● WHAT YOU HAVE TO DO
Whenever a line in the data below includes the string "Serialize", copy it out.

● DATASET ENTRIES
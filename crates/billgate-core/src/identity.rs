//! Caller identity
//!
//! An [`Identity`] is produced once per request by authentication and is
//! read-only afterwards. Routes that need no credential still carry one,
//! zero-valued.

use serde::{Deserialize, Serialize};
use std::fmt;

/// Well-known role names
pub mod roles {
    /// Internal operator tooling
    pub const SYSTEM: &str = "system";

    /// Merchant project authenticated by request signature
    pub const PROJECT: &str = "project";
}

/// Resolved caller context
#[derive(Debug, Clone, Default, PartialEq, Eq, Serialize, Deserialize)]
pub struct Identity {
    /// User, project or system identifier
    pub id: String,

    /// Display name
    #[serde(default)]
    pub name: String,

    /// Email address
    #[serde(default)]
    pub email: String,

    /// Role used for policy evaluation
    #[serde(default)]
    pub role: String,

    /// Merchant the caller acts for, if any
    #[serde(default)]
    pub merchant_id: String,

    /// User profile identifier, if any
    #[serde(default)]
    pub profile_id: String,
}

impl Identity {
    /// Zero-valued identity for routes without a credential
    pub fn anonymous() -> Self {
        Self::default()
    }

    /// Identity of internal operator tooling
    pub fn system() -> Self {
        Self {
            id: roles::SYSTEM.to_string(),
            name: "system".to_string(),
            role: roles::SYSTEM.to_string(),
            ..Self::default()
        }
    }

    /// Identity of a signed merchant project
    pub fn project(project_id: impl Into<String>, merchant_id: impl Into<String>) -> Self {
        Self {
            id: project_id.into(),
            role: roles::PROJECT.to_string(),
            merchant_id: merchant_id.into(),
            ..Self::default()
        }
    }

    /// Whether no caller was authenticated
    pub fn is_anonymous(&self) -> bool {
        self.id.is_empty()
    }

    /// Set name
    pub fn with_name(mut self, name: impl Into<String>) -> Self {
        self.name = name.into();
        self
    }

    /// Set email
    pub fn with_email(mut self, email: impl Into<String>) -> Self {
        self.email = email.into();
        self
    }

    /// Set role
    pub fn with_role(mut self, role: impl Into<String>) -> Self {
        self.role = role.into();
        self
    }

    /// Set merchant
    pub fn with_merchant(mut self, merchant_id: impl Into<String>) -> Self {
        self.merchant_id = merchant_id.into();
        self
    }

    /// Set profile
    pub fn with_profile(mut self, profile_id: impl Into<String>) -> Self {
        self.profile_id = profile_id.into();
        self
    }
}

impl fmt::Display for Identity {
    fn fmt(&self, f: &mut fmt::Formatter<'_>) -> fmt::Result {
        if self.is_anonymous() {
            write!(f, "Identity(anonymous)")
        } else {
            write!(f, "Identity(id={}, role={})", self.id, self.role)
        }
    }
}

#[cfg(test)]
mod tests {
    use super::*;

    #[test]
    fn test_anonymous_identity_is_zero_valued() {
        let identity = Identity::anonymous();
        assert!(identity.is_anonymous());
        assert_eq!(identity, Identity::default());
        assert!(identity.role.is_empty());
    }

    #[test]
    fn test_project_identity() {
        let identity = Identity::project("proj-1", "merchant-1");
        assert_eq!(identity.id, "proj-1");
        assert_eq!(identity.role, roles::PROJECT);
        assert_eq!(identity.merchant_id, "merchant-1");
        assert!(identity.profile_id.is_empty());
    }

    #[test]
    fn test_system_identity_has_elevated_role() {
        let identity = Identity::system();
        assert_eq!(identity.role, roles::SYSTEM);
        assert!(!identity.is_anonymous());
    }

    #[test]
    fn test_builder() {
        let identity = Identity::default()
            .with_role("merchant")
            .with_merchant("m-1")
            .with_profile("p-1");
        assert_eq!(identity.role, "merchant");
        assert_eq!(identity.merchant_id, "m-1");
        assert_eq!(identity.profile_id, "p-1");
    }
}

● OUTPUT FOR THIS TASK
use serde::{Deserialize, Serialize};
#[derive(Debug, Clone, Default, PartialEq, Eq, Serialize, Deserialize)]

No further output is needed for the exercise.